The next morning, I emailed the profiles to Mike and told him nothing about what the area coordinator wanted or which student I thought would be good. He read through them and emailed me back, “The Finnish girl sounds good.” I was outnumbered 2-1, so I emailed our area coordinator back and said we’d accept the Finnish girl. Her interests include music, reading (I told the coordinator that READING had to be an interest of anyone we take), photography, cooking and baking, and socializing. She’s a bit outdoorsy, but I’m figuring I can lean on my buddy Melissa to do some day trips out to the Shenandoahs and we can find other things to do outdoors like Geocaching and whatnot that might meet her interests. She is described as the most energetic and loud member of her family, and very spontaneous, honest, open-minded, and honest, all good traits.
The only hurdle to jump is that Virginia schools do not typically accept welcome students. AFS USA and our area team have been in contact with the local high school to make sure that they are open to AFS placing a student in the school who may only be there for a few weeks until a permanent family may be located. Unfortunately, the principal who makes the decisions is out of town until Tuesday. Doubly unfortunately, I am leaving Tuesday morning for 10 days in Tucson. Triply unfortunately is if we don’t act fast, this poor girl, whoever she is, will have her departure delayed until the end of August.
Consequently, it has been a mad dash. Although we hosted last year, we still have to undergo the entire process again of background checks and interviews. We filled out our host family application Friday and will have our interview tomorrow. Tuesday we find out about the school and then we should know if she will be able to come or not. I’ve got a funny feeling it will be OK—Stafford has a good commitment to exchange students and the guidance department didn’t outright say “NO!” so hopefully it will be fine.
Why do we only want to be a welcome family? Several reasons really.
- We cannot commit to hosting a full year again, and we really don’t want to. I’m flying to Tucson on Tuesday to begin an intensive 10 day class that will kick off my new master’s degree program. This fall, I will be taking two classes. Twice this past week, someone’s told me, “Don’t bite off more than you can chew.” Until I know how our lives will be affected by my schooling, it’s unfair to the family or to a student to commit to something and then have to back out.
- Additionally, while we had a great year last year with our last student, about whom you can read at our hosting blog Family Thais, it was also quite a stressful experience at times. We need time to relax and unwind from that experience in the long term before doing another year. It would be unfair if, so fresh off that experience, we had another student and immediately began comparing this girl to that girl. AFS and AFS Virginia don’t recommend two years hosting back to back, and we tend to agree with that philosophy, so that’s that. Of course people are already saying, “You might love her so much, you decide to keep her” and I suppose that’s true, but Mike just wandered in and said, “I hope they know we don’t plan to keep her.” Haha!
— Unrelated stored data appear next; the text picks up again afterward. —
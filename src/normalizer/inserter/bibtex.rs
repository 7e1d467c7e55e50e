//! BibTeX files shipped next to the data.

use std::path::PathBuf;

use super::*;
use crate::reference::bibtex;

const ROW_TYPE: &str = "BibTeX";

/// Reads references from `.bib` files. Runs before the format's own
/// inserter so rows can cite entry keys.
#[derive(Debug)]
pub struct BibtexInserter {
    files: Vec<PathBuf>,
    references: ReferenceFactory,
}

impl BibtexInserter {
    pub fn new(files: Vec<PathBuf>, references: ReferenceFactory) -> Self {
        Self { files, references }
    }

    fn interpret(&self, file: &str, entry: &bibtex::BibEntry) -> Interpreted {
        let mut v = VerbatimRecord::new(file, entry.line, RowType::Other(ROW_TYPE.into()));
        v.put(Term::Unknown("type".into()), entry.entry_type.as_str());
        v.put(Term::Unknown("key".into()), entry.key.as_str());
        for (field, value) in &entry.fields {
            v.put(Term::Unknown(field.clone()), value.as_str());
        }
        if entry.key.trim().is_empty() {
            v.add_issue(Issue::IdMissing);
        }
        let reference = self.references.from_bibtex(entry);
        Interpreted::Reference { verbatim: Some(v), reference }
    }
}

impl Inserter for BibtexInserter {
    fn format(&self) -> Option<DataFormat> {
        None
    }

    fn phases(&self) -> Result<Vec<Phase<'_>>> {
        let mut items = Vec::new();
        for path in &self.files {
            let text = std::fs::read_to_string(path)?;
            let file = path.file_name().map(|n| n.to_string_lossy().into_owned()).unwrap_or_default();
            let entries = bibtex::parse(&text);
            debug!(file = %file, entries = entries.len(), "read bibtex");
            items.extend(entries.iter().map(|e| self.interpret(&file, e)));
        }
        let references: Phase<'_> = Box::new(items.into_iter());
        Ok(vec![references])
    }
}

#[cfg(test)]
mod tests {
    use super::*;
    use pretty_assertions::assert_eq;

    #[test]
    fn test_entries_become_references() {
        let tmp = tempfile::tempdir().unwrap();
        let path = tmp.path().join("refs.bib");
        std::fs::write(
            &path,
            "@article{ross79,\n  author = {Ross, J.H.},\n  title = {A conspectus of African Acacia},\n  journal = {Mem. Bot. Surv. S. Afr.},\n  year = 1979\n}\n",
        )
        .unwrap();

        let ins = BibtexInserter::new(vec![path], ReferenceFactory::default());
        let items: Vec<Interpreted> = ins.phases().unwrap().into_iter().flatten().collect();
        assert_eq!(items.len(), 1);
        match &items[0] {
            Interpreted::Reference { verbatim: Some(v), reference } => {
                assert_eq!(reference.id.as_deref(), Some("ross79"));
                assert_eq!(reference.year, Some(1979));
                assert_eq!(v.get(Term::Unknown("journal".into())), Some("Mem. Bot. Surv. S. Afr."));
                assert_eq!(v.line, 1);
                assert!(v.issues.is_empty());
            }
            other => panic!("unexpected {other:?}"),
        }
    }

    #[test]
    fn test_missing_file_fails() {
        let ins = BibtexInserter::new(vec![PathBuf::from("/nonexistent/refs.bib")], ReferenceFactory::default());
        assert!(matches!(ins.phases(), Err(Error::Io(_))));
    }
}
- We really, really believe in the mission of AFS and we really, really want to help other kids have an AFS experience. We loved having a teenager in our home—Penny brought a lot of life to the house and we got to know much more about the community, even with the limited involvement we had with the school. We loved learning the parts of her culture she wanted to share. We loved showing her the US. I never expected to, but I LOVED the challenge of working with someone with very limited English. Even though it’s only for a while, we can help this girl get into the US and help her have a very positive beginning until she winds up where she is supposed to be. It’s exciting to think that her initial impressions of the US and Americans can be formed by her experience with us.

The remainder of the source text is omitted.